Balloch Castle Country Park is a 200 acre country park on the southern tip of Loch Lomond in West Dunbartonshire, Scotland. It was recognised as a country park in 1980, and it is the only country park in the Loch Lomond and the Trossachs National Park, Scotland's first national park. Balloch Castle Country Park features nature trails, guided walks, a walled garden, and picnic lawns with views of the Loch. It was originally developed in the early 19th century by John Buchanan, a partner in the Glasgow and Ship Bank, and the gardens were significantly improved by the Dennistoun-Browns, who bought the estate in 1851. Buchanan also built Balloch Castle, which now serves as the park's visitors' center.

==Balloch Castle==

Balloch Castle was built in the Scottish baronial style as a residence in 1808 by the architect Robert Lugar at the order of John Buchanan of Ardoch.

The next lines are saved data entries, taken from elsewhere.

use cookie_session_crypto::{CryptoError, EncodingError, SessionCodec};
use serde_json::{Map, Value};

/// Session payload memoized for one request.
///
/// The payload is decoded from the cookie the first time a request touches the session and then
/// served from memory. Any other request id invalidates it, so state never leaks from one request
/// into the next.
#[derive(Debug, Default)]
pub(crate) struct RequestCache {
    token: Option<String>,
    payload: Map<String, Value>,
    dirty: bool,
}

impl RequestCache {
    /// Make sure the cache holds the session of `request_id`, decoding `raw_cookie` if it does
    /// not. An absent cookie gives an empty session. The token is only recorded once decoding
    /// succeeds.
    pub(crate) fn ensure_fresh(
        &mut self,
        request_id: &str,
        raw_cookie: Option<&str>,
        codec: &SessionCodec,
    ) -> Result<(), CryptoError> {
        if self.token.as_deref() == Some(request_id) {
            return Ok(());
        }

        tracing::debug!(request_id, "Loading session for new request");

        let payload = match raw_cookie {
            None => Map::new(),
            Some(raw) => match codec.decode(raw)? {
                Value::Object(map) => map,
                _ => return Err(EncodingError::NotAnObject.into()),
            },
        };

        self.token = Some(request_id.to_owned());
        self.payload = payload;
        self.dirty = false;
        Ok(())
    }

    pub(crate) fn get(&self, key: &str) -> Option<&Value> {
        self.payload.get(key)
    }

    /// Set `key`, or remove it when `value` is `None` or JSON `null`.
    pub(crate) fn merge(&mut self, key: &str, value: Option<Value>) {
        match value {
            None | Some(Value::Null) => {
                self.payload.remove(key);
            }
            Some(value) => {
                self.payload.insert(key.to_owned(), value);
            }
        }
        self.dirty = true;
    }

    /// Take over `request_id` with an empty session, without decoding anything.
    pub(crate) fn reset(&mut self, request_id: &str) {
        self.token = Some(request_id.to_owned());
        self.payload.clear();
        self.dirty = true;
    }

    pub(crate) fn payload(&self) -> &Map<String, Value> {
        &self.payload
    }

    /// Whether `request_id` modified the session without the result reaching the response.
    pub(crate) fn is_dirty(&self, request_id: &str) -> bool {
        self.dirty && self.token.as_deref() == Some(request_id)
    }

    pub(crate) fn mark_clean(&mut self) {
        self.dirty = false;
    }
}
use std::fmt;

use cookie_session_crypto::SessionOptions;
use serde::{
    Deserialize, Deserializer, Serialize,
    de::{self, Visitor},
};

/// How long a cookie lives.
///
/// Deserializes from a non-negative number of seconds or from a date string.
#[derive(Debug, Clone, PartialEq, Eq, Serialize)]
#[serde(untagged)]
pub enum Expiry {
    /// Rendered as `max-age=<seconds>`
    MaxAge(u64),
    /// Rendered verbatim as `expires=<date>`, e.g. `Thu, 01 Jan 1970 00:00:01 GMT`
    At(String),
}

impl Default for Expiry {
    fn default() -> Self {
        Expiry::MaxAge(default_max_age())
    }
}

impl<'de> Deserialize<'de> for Expiry {
    fn deserialize<D>(deserializer: D) -> Result<Self, D::Error>
    where
        D: Deserializer<'de>,
    {
        deserializer.deserialize_any(ExpiryVisitor)
    }
}

struct ExpiryVisitor;

impl Visitor<'_> for ExpiryVisitor {
    type Value = Expiry;

    fn expecting(&self, f: &mut fmt::Formatter) -> fmt::Result {
        f.write_str("a max-age in whole seconds or an expiry date string")
    }

    fn visit_u64<E: de::Error>(self, seconds: u64) -> Result<Self::Value, E> {
        Ok(Expiry::MaxAge(seconds))
    }

    fn visit_i64<E: de::Error>(self, seconds: i64) -> Result<Self::Value, E> {
        u64::try_from(seconds)
            .map(Expiry::MaxAge)
            .map_err(|_| E::custom(format!("max-age must not be negative, got {seconds}")))
    }

    fn visit_str<E: de::Error>(self, date: &str) -> Result<Self::Value, E> {
        Ok(Expiry::At(date.to_owned()))
    }
}

/// Default cookie lifetime, one year in seconds
pub fn default_max_age() -> u64 {
    31_536_000
}

/// Construction-time configuration of a [`Cookie`](crate::Cookie).
///
/// The attribute fields are defaults for every cookie written, individual writes can override
/// them. `session` enables the encrypted session stored under `session.key`.
#[derive(Debug, Clone, PartialEq, Eq, Serialize, Deserialize)]
#[serde(rename_all = "camelCase")]
pub struct CookieOptions {
    /// `domain` attribute, omitted when `None` or empty
    #[serde(default, skip_serializing_if = "Option::is_none")]
    pub domain: Option<String>,
    /// `path` attribute
    #[serde(default = "default_path")]
    pub path: String,
    /// Number of seconds (`max-age`) or an expiry date string (`expires`)
    #[serde(default)]
    pub expires: Expiry,
    /// Emit the `Secure` flag
    #[serde(default = "default_true")]
    pub secure: bool,
    /// Emit the `HttpOnly` flag
    #[serde(default = "default_true")]
    pub http_only: bool,
    /// Encrypted session configuration
    #[serde(default, skip_serializing_if = "Option::is_none")]
    pub session: Option<SessionOptions>,
}

impl Default for CookieOptions {
    fn default() -> Self {
        Self {
            domain: None,
            path: default_path(),
            expires: Expiry::default(),
            secure: true,
            http_only: true,
            session: None,
        }
    }
}

impl CookieOptions {
    /// Enable the encrypted session with the given options.
    pub fn with_session(mut self, session: SessionOptions) -> Self {
        self.session = Some(session);
        self
    }
}

fn default_path() -> String {
    "/".to_owned()
}

fn default_true() -> bool {
    true
}

#[cfg(test)]
mod tests {
    use super::*;

    #[test]
    fn test_empty_config_uses_defaults() {
        let options: CookieOptions = serde_json::from_str("{}").unwrap();

        assert_eq!(options, CookieOptions::default());
        assert_eq!(options.expires, Expiry::MaxAge(31_536_000));
        assert!(options.secure);
        assert!(options.http_only);
        assert!(options.session.is_none());
    }

    #[test]
    fn test_full_config() {
        let options: CookieOptions = serde_json::from_str(
            r#"{
                "domain": "example.com",
                "path": "/app",
                "expires": 3600,
                "secure": false,
                "httpOnly": false,
                "session": { "key": "sid", "secret": "secret", "iterations": 1000 }
            }"#,
        )
        .unwrap();

        assert_eq!(options.domain.as_deref(), Some("example.com"));
        assert_eq!(options.path, "/app");
        assert_eq!(options.expires, Expiry::MaxAge(3600));
        assert!(!options.secure);
        assert!(!options.http_only);

        let session = options.session.unwrap();
        assert_eq!(session.key, "sid");
        assert_eq!(session.iterations, 1000);
    }

    #[test]
    fn test_expiry_date_string() {
        let options: CookieOptions =
            serde_json::from_str(r#"{ "expires": "Wed, 21 Oct 2026 07:28:00 GMT" }"#).unwrap();

        assert_eq!(
            options.expires,
            Expiry::At("Wed, 21 Oct 2026 07:28:00 GMT".to_owned())
        );
    }

    #[test]
    fn test_negative_expiry_is_rejected() {
        let err = serde_json::from_str::<CookieOptions>(r#"{ "expires": -1 }"#).unwrap_err();

        assert!(err.to_string().contains("max-age must not be negative, got -1"));
    }

    #[test]
    fn test_fractional_expiry_is_rejected() {
        assert!(serde_json::from_str::<CookieOptions>(r#"{ "expires": 1.5 }"#).is_err());
    }

    #[test]
    fn test_serialize_uses_config_format() {
        let options = CookieOptions {
            expires: Expiry::MaxAge(60),
            ..Default::default()
        };
        let json = serde_json::to_value(&options).unwrap();

        assert_eq!(json["expires"], 60);
        assert_eq!(json["httpOnly"], true);
        assert!(json.get("domain").is_none());
        assert_eq!(serde_json::from_value::<CookieOptions>(json).unwrap(), options);
    }
}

The new castle used stone from an earlier castle built near the current site by the Earl of Lennox in 1238 and occupied by the Lennox family until approximately 1390. Situated nearer the water than the present day castle, the only remnant of the original structure is a mound that once formed the moat. This site is given statutory protection under the Ancient Monuments and Archaeological Areas Act 1979.

The current castle used to serve visitors centre and the headquarters of the Countryside Ranger Service in the park, but now lies derelict. The castle grounds offers a car park and walled garden with trees and shrubs, including the rhododendrons and azaleas that reach full bloom in late May and early June.

==Events==
Balloch Park is host to the annual Loch Lomond Highland games each summer. Events such as caber tossing and typical Scottish cuisine attract many visitors.

In June 1991 Scottish folk-rock band Runrig played to an audience of 50,000. Oasis played a gig to 80,000 people over two nights in the summer of 1996, as did R.E.M. in 2005.

BBC Radio 1 roadshow used the park as a location for annual live shows in the 90's with Travis, Skunk Anansie, Billie Piper and Jason Donovan playing.

In August 2007 the first Live at Loch Lomond music festival took place in the grounds of the park. The second Live At Loch Lomond was also a success generating respect from the crowd.